The pandemic turned messaging tool Slack into a pillar of office communication inside many companies coping with a sudden shift to remote work two years ago. But Slack CEO Stewart Butterfield finds the emerging post-COVID world of hybrid work as tricky to master as anyone else.

Why it matters: Butterfield, who spoke Tuesday at the Axios What's Next Summit, says each company and each employee makes different calculations about what kind of work environment they want now.

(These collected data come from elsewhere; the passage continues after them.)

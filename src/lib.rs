//! # spark-layout
//!
//! Reactive edge layout for UI components.
//!
//! Built on [spark-signals](https://github.com/RLabs-Inc/spark-signals) for fine-grained reactivity.
//!
//! ## Architecture
//!
//! A layout owns a registry. Bars, drawers and footers register with it, each
//! pinned to one edge with a thickness and a priority. The registry stacks them
//! edge by edge and derives, reactively:
//!
//! ```text
//! region props → RegionSlots → layers → items → region styles / z-index
//!                                         └──→ main content padding
//! ```
//!
//! Changing any bound signal (a drawer opening, a bar resizing) flows through
//! the deriveds; nothing is recomputed eagerly.
//!
//! ## Modules
//!
//! - [`types`] - Core types (Position, Edges, LayoutItem, TreePath, etc.)
//! - [`engine`] - Layout registry, region slots, layer computation
//! - [`primitives`] - `create_layout` / `use_layout_item` and their props
//! - [`style`] - Style records for regions, scrims and main content
//! - [`layout`] - Taffy bridge resolving concrete frames
//! - [`pipeline`] - Resize input and the frame derived
//! - [`config`] - Serde configuration for declaratively loaded layouts

pub mod config;
pub mod engine;
pub mod error;
pub mod layout;
pub mod pipeline;
pub mod primitives;
pub mod style;
pub mod types;

// Re-export commonly used items
pub use types::*;

pub use error::{LayoutError, Result};

pub use engine::{
    generate_layout_item_id, Geometry, LayoutRegistry, RegionInputs, RegionState,
    RegisteredRegion, WeakLayoutRegistry,
};

pub use primitives::{
    create_layout, use_layout, use_layout_item, Cleanup, LayoutHandle, LayoutItemHandle,
    LayoutItemProps, LayoutProps, PropValue,
};

pub use style::{
    convert_to_unit, CssPosition, Length, LayoutItemStyles, LayoutStyles, MainStyles, ScrimStyles,
    Translate,
};

pub use layout::{resolve_frame, Frame, FrameRegion, ResolvedRegion};

pub use pipeline::{
    apply_resize_event, create_frame_derived, detect_terminal_rect, observe_terminal,
};

pub use config::{LayoutConfig, RegionConfig, SizeValue};
//! Resize input - Feeding the layout element's size into a registry.
//!
//! The registry only stores the last observed content rectangle. Hosts call
//! [`LayoutRegistry::set_layout_rect`] directly, or use the terminal helpers
//! here, where one cell is one unit.

use crossterm::event::Event;

use crate::engine::LayoutRegistry;
use crate::types::ContentRect;

/// Current terminal size as a content rectangle.
pub fn detect_terminal_rect() -> std::io::Result<ContentRect> {
    let (columns, rows) = crossterm::terminal::size()?;
    Ok(cell_rect(columns, rows))
}

/// Read the terminal size and store it in the registry.
pub fn observe_terminal(registry: &LayoutRegistry) -> std::io::Result<ContentRect> {
    let rect = detect_terminal_rect()?;
    registry.set_layout_rect(Some(rect));
    Ok(rect)
}

/// Apply a terminal event. Returns true if it was a resize.
pub fn apply_resize_event(registry: &LayoutRegistry, event: &Event) -> bool {
    match *event {
        Event::Resize(columns, rows) => {
            let rect = cell_rect(columns, rows);
            tracing::debug!(width = rect.width, height = rect.height, "layout resized");
            registry.set_layout_rect(Some(rect));
            true
        }
        _ => false,
    }
}

fn cell_rect(columns: u16, rows: u16) -> ContentRect {
    ContentRect::new(f64::from(columns), f64::from(rows))
}

#[cfg(test)]
mod tests {
    use super::*;
    use crossterm::event::{KeyCode, KeyEvent, KeyModifiers};

    #[test]
    fn test_resize_event_updates_rect() {
        let registry = LayoutRegistry::root();
        assert!(apply_resize_event(&registry, &Event::Resize(120, 40)));
        assert_eq!(registry.layout_rect(), Some(ContentRect::new(120.0, 40.0)));
    }

    #[test]
    fn test_other_events_ignored() {
        let registry = LayoutRegistry::root();
        let key = Event::Key(KeyEvent::new(KeyCode::Char('q'), KeyModifiers::NONE));
        assert!(!apply_resize_event(&registry, &key));
        assert_eq!(registry.layout_rect(), None);
    }
}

  • "A lot of people who are fresh out of college have a much higher desire to get back to the office — it's the basis of their social life," Butterfield said. "And then there's people like me, who have an 11 1/2-month-old. There's no 'time to get the last train to get home before he goes to sleep' or anything like that — in fact, between calls I can go downstairs and play with him."
  • But a general yearning for flexibility gives "the distributed model a little bit of an upper hand," he adds.

The shift to remote work certainly transformed Slack.

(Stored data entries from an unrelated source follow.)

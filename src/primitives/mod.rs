//! Layout Primitives - Layout roots and the regions that register with them.
//!
//! This module provides:
//! - [`create_layout`] - A layout root (or a nested one) owning a registry
//! - [`use_layout_item`] - A region registering on one edge of a layout
//! - [`use_layout`] - Lookup of the enclosing registry
//!
//! # Reactivity
//!
//! Props can be:
//! - Static values: `layout_size: 64u32.into()`
//! - Signals: `active: open_signal.into()` (stays connected!)
//! - Getters: `layout_size: PropValue::getter(|| compute_size())`
//!
//! Pass props directly - don't extract values before binding:
//!
//! ```ignore
//! // CORRECT - signal stays connected
//! use_layout_item(Some(registry), LayoutItemProps { active: open.clone().into(), ..default });
//!
//! // WRONG - reads once, the drawer never closes
//! use_layout_item(Some(registry), LayoutItemProps { active: open.get().into(), ..default });
//! ```

mod layout;
mod layout_item;
mod types;

pub use layout::{create_layout, use_layout, LayoutHandle};
pub use layout_item::{use_layout_item, LayoutItemHandle};
pub use types::*;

  • "Two-thirds of our employees have been hired post-pandemic," Butterfield says. "We did an $800M convertible bond offering and then this whole acquisition [by Salesforce] happened with no meeting in person at all. But now it just seems normal."

As companies partially reopen their workplaces, Butterfield foresees a need for new, more flexible kinds of office designs.

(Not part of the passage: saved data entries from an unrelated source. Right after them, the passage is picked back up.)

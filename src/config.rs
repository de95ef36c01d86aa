//! Declarative layout configuration.
//!
//! Hosts that load layouts from data (JSON, TOML, ...) deserialize a
//! [`LayoutConfig`] and instantiate it. Sizes may be numbers or numeric strings:
//!
//! ```json
//! {
//!   "overlaps": ["bar:drawer"],
//!   "fullHeight": true,
//!   "regions": [
//!     { "id": "bar", "position": "top", "layoutSize": 64 },
//!     { "id": "drawer", "position": "left", "layoutSize": "256", "order": -1 }
//!   ]
//! }
//! ```

use serde::Deserialize;

use crate::engine::LayoutRegistry;
use crate::error::{LayoutError, Result};
use crate::primitives::{
    create_layout, use_layout_item, LayoutHandle, LayoutItemHandle, LayoutItemProps, LayoutProps,
    PropValue,
};
use crate::types::{Position, TreePath};

/// A size given as a number or a string-encoded number.
#[derive(Debug, Clone, PartialEq, Deserialize)]
#[serde(untagged)]
pub enum SizeValue {
    Number(f64),
    Text(String),
}

impl SizeValue {
    /// Resolve to a finite, non-negative number. `id` names the region in errors.
    pub fn resolve(&self, id: &str) -> Result<f64> {
        let invalid = || LayoutError::InvalidSize {
            id: id.to_string(),
            value: self.to_string(),
        };
        let size = match self {
            Self::Number(n) => *n,
            Self::Text(s) => s.trim().parse::<f64>().map_err(|_| invalid())?,
        };
        if size.is_finite() && size >= 0.0 {
            Ok(size)
        } else {
            Err(invalid())
        }
    }
}

impl std::fmt::Display for SizeValue {
    fn fmt(&self, f: &mut std::fmt::Formatter<'_>) -> std::fmt::Result {
        match self {
            Self::Number(n) => write!(f, "{n}"),
            Self::Text(s) => f.write_str(s),
        }
    }
}

fn default_position() -> String {
    Position::Top.as_str().to_string()
}

fn default_active() -> bool {
    true
}

/// One region as configured.
#[derive(Debug, Clone, PartialEq, Deserialize)]
#[serde(rename_all = "camelCase")]
pub struct RegionConfig {
    #[serde(default)]
    pub id: Option<String>,
    #[serde(default)]
    pub order: i32,
    #[serde(default = "default_position")]
    pub position: String,
    pub layout_size: SizeValue,
    #[serde(default)]
    pub element_size: Option<SizeValue>,
    #[serde(default = "default_active")]
    pub active: bool,
    #[serde(default)]
    pub absolute: bool,
    #[serde(default)]
    pub disable_transitions: Option<bool>,
    #[serde(default)]
    pub tree_path: Option<Vec<u32>>,
}

impl RegionConfig {
    /// Validate and convert into static props.
    pub fn into_props(self) -> Result<LayoutItemProps> {
        let label = self.id.clone().unwrap_or_else(|| "<unnamed>".to_string());
        let position: Position = self.position.parse()?;
        let layout_size = self.layout_size.resolve(&label)?;
        let element_size = self
            .element_size
            .as_ref()
            .map(|size| size.resolve(&label))
            .transpose()?;

        Ok(LayoutItemProps {
            id: self.id,
            tree_path: self.tree_path.map(TreePath::from),
            order: PropValue::Static(self.order),
            position: PropValue::Static(position),
            layout_size: PropValue::Static(layout_size),
            element_size: PropValue::Static(element_size),
            active: PropValue::Static(self.active),
            absolute: PropValue::Static(self.absolute),
            disable_transitions: self.disable_transitions.map(PropValue::Static),
        })
    }
}

/// A layout and its regions as configured.
#[derive(Debug, Clone, Default, PartialEq, Deserialize)]
#[serde(default, rename_all = "camelCase")]
pub struct LayoutConfig {
    pub overlaps: Vec<String>,
    pub full_height: bool,
    pub regions: Vec<RegionConfig>,
}

impl LayoutConfig {
    pub fn layout_props(&self) -> LayoutProps {
        LayoutProps {
            overlaps: PropValue::Static(self.overlaps.clone()),
            full_height: self.full_height,
        }
    }

    /// Create the layout and register every region, in the configured order.
    ///
    /// All regions are validated before anything is created.
    pub fn instantiate(
        self,
        parent: Option<&LayoutRegistry>,
    ) -> Result<(LayoutHandle, Vec<LayoutItemHandle>)> {
        let layout = create_layout(self.layout_props(), parent);
        let props = self
            .regions
            .into_iter()
            .map(RegionConfig::into_props)
            .collect::<Result<Vec<_>>>()?;

        let items = props
            .into_iter()
            .map(|props| use_layout_item(Some(layout.registry()), props))
            .collect::<Result<Vec<_>>>()?;

        tracing::debug!(regions = items.len(), "instantiated layout from config");
        Ok((layout, items))
    }
}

  • In the hybrid-work-era office, the least valuable use of space is providing employees with spots to work alone on their laptops, he says.
  • But places to bring recruits, host customers and "project power," as well as meeting rooms, training program spaces and places to eat, will remain important.

More work-from-home will mean that homes have to change, too.

  • "If we were all going to work from home, we wouldn't have built or designed our houses the same way," Butterfield says.
  • He predicts a "reconfiguration of the home and the canonical set of rooms that people imagine there."

What's next: Slack's continuing evolution, he says, will bring more "asynchronous" tools that allow workers to leave messages that can be absorbed later, as well as "a kind of sociological support or guidance for organizations to become more effective at this way of communicating."

  • Butterfield argues that, in a hypothetical 10,000-employee company that spends $1 billion on payroll, 50%-60% of the average employee's time is spent on communication of one sort or another.
  • "So you're spending $600 million — and how much investment do you put into training them to be more effective communicators and have better meetings?"

The bottom line: We're just beginning to understand and adapt to pandemic-driven workplace changes.

  • Butterfield: "I feel like we have 10% of the tools we need."